Ash Wednesday: Picking and Choosing Our Piety

Well, here we are again. My Twitter and Facebook feeds are filled with comments about Lent, and I'm still eating fasnachts for breakfast. Carl wrote a great piece about Ash Wednesday for Ref21 last year that I wish all Protestants would read before posting. I found it to be a great reread this morning with my leftover fasnacht, heated for 9 seconds in the microwave, and cup of mudd. Here's a teaser:
It's that time of year again: the ancient tradition of Lent, kick-started by Ash Wednesday.
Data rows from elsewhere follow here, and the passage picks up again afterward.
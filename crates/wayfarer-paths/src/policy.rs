use wayfarer_core::{TerrainCatalog, TerrainId};

/// Rule deciding which terrain a search may enter.
///
/// The policy is a pure filter applied while expanding neighbors. It never
/// looks at connectivity; whether a filtered search must be retried is the
/// router's call.
#[derive(Debug, Clone, Copy, PartialEq, Eq, Default)]
#[cfg_attr(feature = "serde", derive(serde::Serialize, serde::Deserialize))]
pub enum AvoidancePolicy {
    /// Every passable cell is admissible.
    #[default]
    Permissive,
    /// Water cells are excluded.
    AvoidWater,
}

impl AvoidancePolicy {
    #[inline]
    pub fn from_flag(avoid_water: bool) -> Self {
        if avoid_water {
            Self::AvoidWater
        } else {
            Self::Permissive
        }
    }

    /// Whether this policy removes anything from the graph.
    #[inline]
    pub fn is_filtering(self) -> bool {
        self != Self::Permissive
    }

    /// Whether a cell of terrain `id` may be entered under this policy.
    #[inline]
    pub fn admissible(self, catalog: &TerrainCatalog, id: TerrainId) -> bool {
        match self {
            Self::Permissive => true,
            Self::AvoidWater => !catalog.is_water(id),
        }
    }
}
It is also the time of year when us confessional types brace ourselves for the annual onslaught of a more recent tradition: that of evangelical pundits, with no affiliation to such branches of the church, writing articles extolling Lent's virtues to their own eclectic constituency.
 
Liturgical calendars developed in the fourth century and beyond, as Christianity came to dominate the empire. Cultural dominance requires two things: control of time and space.  The latter could be achieved through churches and relics. The former was achieved through developing a calendar which gave the rhythm of time a specifically Christian idiom. It remains a key part of Roman, Orthodox and later Anglican church practice.
 
The rise of Lent in non-Roman, Orthodox or Anglican circles is a fascinating phenomenon. I remember being on the campus of Princeton Theological Seminary a few years ago on Ash Wednesday and being greeted by a young man emerging from Miller Chapel with a black smudged cross on his forehead. That the bastion of nineteenth century Old School Presbyterianism had been reduced to this - an eclectic grab-bag of liturgical practices - struck me as sad. Old School Presbyterianism is a rich enough tradition not to need to plunder the Egyptians or even the Anglicans.  
 
I can understand Anglicans observing Lent. Hey, I can even approve of them doing so when I am in an exceptionally good mood or have just awoken from a deep sleep and am still a little disoriented. It is part of their history. It connects to their formal liturgical history. All denominations and Christian traditions involve elements that are strictly speaking unbiblical but which shape their historic identity. For Anglicans, the liturgical calendar is just such a thing. These reasons are not compelling in a way that would make the calendar normative for all Christians, yet I can still see how they make sense to an Anglican. But just as celebrating July the Fourth makes sense for Americans but not for the English, the Chinese or the Lapps, so Ash Wednesday and Lent really make no sense to those who are Presbyterians, Baptists, or free church evangelicals.
 
Read Carl's post on reformation21.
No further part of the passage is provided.